Retype every record that appears below, unchanged.

*** Material provided Section Begins ***

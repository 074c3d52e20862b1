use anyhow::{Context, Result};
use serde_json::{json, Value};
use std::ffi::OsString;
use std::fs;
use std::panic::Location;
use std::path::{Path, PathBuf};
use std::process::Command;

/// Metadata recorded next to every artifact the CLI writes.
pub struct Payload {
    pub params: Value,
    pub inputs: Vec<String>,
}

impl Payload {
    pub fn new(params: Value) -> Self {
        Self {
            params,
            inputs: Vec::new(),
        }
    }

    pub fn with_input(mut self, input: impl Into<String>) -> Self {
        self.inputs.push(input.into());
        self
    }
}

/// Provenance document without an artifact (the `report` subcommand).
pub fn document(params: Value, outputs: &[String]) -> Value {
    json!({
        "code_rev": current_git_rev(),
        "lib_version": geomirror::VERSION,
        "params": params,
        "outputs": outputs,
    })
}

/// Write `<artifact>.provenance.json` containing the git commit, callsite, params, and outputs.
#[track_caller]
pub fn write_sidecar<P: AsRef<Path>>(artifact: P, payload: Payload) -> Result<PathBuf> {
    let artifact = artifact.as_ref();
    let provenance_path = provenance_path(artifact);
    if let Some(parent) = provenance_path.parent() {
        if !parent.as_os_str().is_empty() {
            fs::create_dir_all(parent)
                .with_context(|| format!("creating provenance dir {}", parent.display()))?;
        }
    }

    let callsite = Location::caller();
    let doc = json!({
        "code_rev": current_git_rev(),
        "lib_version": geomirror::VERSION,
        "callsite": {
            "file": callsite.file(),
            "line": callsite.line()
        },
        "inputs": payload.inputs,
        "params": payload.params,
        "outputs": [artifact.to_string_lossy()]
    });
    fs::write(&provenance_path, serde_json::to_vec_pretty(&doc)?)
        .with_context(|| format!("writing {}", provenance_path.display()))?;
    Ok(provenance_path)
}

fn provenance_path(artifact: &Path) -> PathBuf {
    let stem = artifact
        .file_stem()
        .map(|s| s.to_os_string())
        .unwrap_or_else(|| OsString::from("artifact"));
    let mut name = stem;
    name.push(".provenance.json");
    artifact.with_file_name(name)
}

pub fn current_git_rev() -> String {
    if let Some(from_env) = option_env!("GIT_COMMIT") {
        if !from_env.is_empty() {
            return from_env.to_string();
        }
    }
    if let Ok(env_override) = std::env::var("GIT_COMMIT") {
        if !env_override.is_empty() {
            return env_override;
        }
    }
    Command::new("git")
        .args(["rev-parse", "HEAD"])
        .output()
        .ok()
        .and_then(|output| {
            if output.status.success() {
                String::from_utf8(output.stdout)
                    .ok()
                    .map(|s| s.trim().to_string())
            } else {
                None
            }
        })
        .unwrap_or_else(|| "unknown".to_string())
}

*** Material provided Section Ends ***

Solution for this task ->
repository 074c3d52e20862b1
use anyhow::{Context, Result};
use serde_json::{json, Value};
use std::ffi::OsString;
use std::fs;
use std::panic::Location;
use std::path::{Path, PathBuf};
use std::process::Command;

/// Metadata recorded next to every artifact the CLI writes.
pub struct Payload {
    pub params: Value,
    pub inputs: Vec<String>,
}

impl Payload {
    pub fn new(params: Value) -> Self {
        Self {
            params,
            inputs: Vec::new(),
        }
    }

    pub fn with_input(mut self, input: impl Into<String>) -> Self {
        self.inputs.push(input.into());
        self
    }
}

/// Provenance document without an artifact (the `report` subcommand).
pub fn document(params: Value, outputs: &[String]) -> Value {
    json!({
        "code_rev": current_git_rev(),
        "lib_version": geomirror::VERSION,
        "params": params,
        "outputs": outputs,
    })
}

/// Write `<artifact>.provenance.json` containing the git commit, callsite, params, and outputs.
#[track_caller]
pub fn write_sidecar<P: AsRef<Path>>(artifact: P, payload: Payload) -> Result<PathBuf> {
    let artifact = artifact.as_ref();
    let provenance_path = provenance_path(artifact);
    if let Some(parent) = provenance_path.parent() {
        if !parent.as_os_str().is_empty() {
            fs::create_dir_all(parent)
                .with_context(|| format!("creating provenance dir {}", parent.display()))?;
        }
    }

    let callsite = Location::caller();
    let doc = json!({
        "code_rev": current_git_rev(),
        "lib_version": geomirror::VERSION,
        "callsite": {
            "file": callsite.file(),
            "line": callsite.line()
        },
        "inputs": payload.inputs,
        "params": payload.params,
        "outputs": [artifact.to_string_lossy()]
    });
    fs::write(&provenance_path, serde_json::to_vec_pretty(&doc)?)
        .with_context(|| format!("writing {}", provenance_path.display()))?;
    Ok(provenance_path)
}

fn provenance_path(artifact: &Path) -> PathBuf {
    let stem = artifact
        .file_stem()
        .map(|s| s.to_os_string())
        .unwrap_or_else(|| OsString::from("artifact"));
    let mut name = stem;
    name.push(".provenance.json");
    artifact.with_file_name(name)
}

pub fn current_git_rev() -> String {
    if let Some(from_env) = option_env!("GIT_COMMIT") {
        if !from_env.is_empty() {
            return from_env.to_string();
        }
    }
    if let Ok(env_override) = std::env::var("GIT_COMMIT") {
        if !env_override.is_empty() {
            return env_override;
        }
    }
    Command::new("git")
        .args(["rev-parse", "HEAD"])
        .output()
        .ok()
        .and_then(|output| {
            if output.status.success() {
                String::from_utf8(output.stdout)
                    .ok()
                    .map(|s| s.trim().to_string())
            } else {
                None
            }
        })
        .unwrap_or_else(|| "unknown".to_string())
}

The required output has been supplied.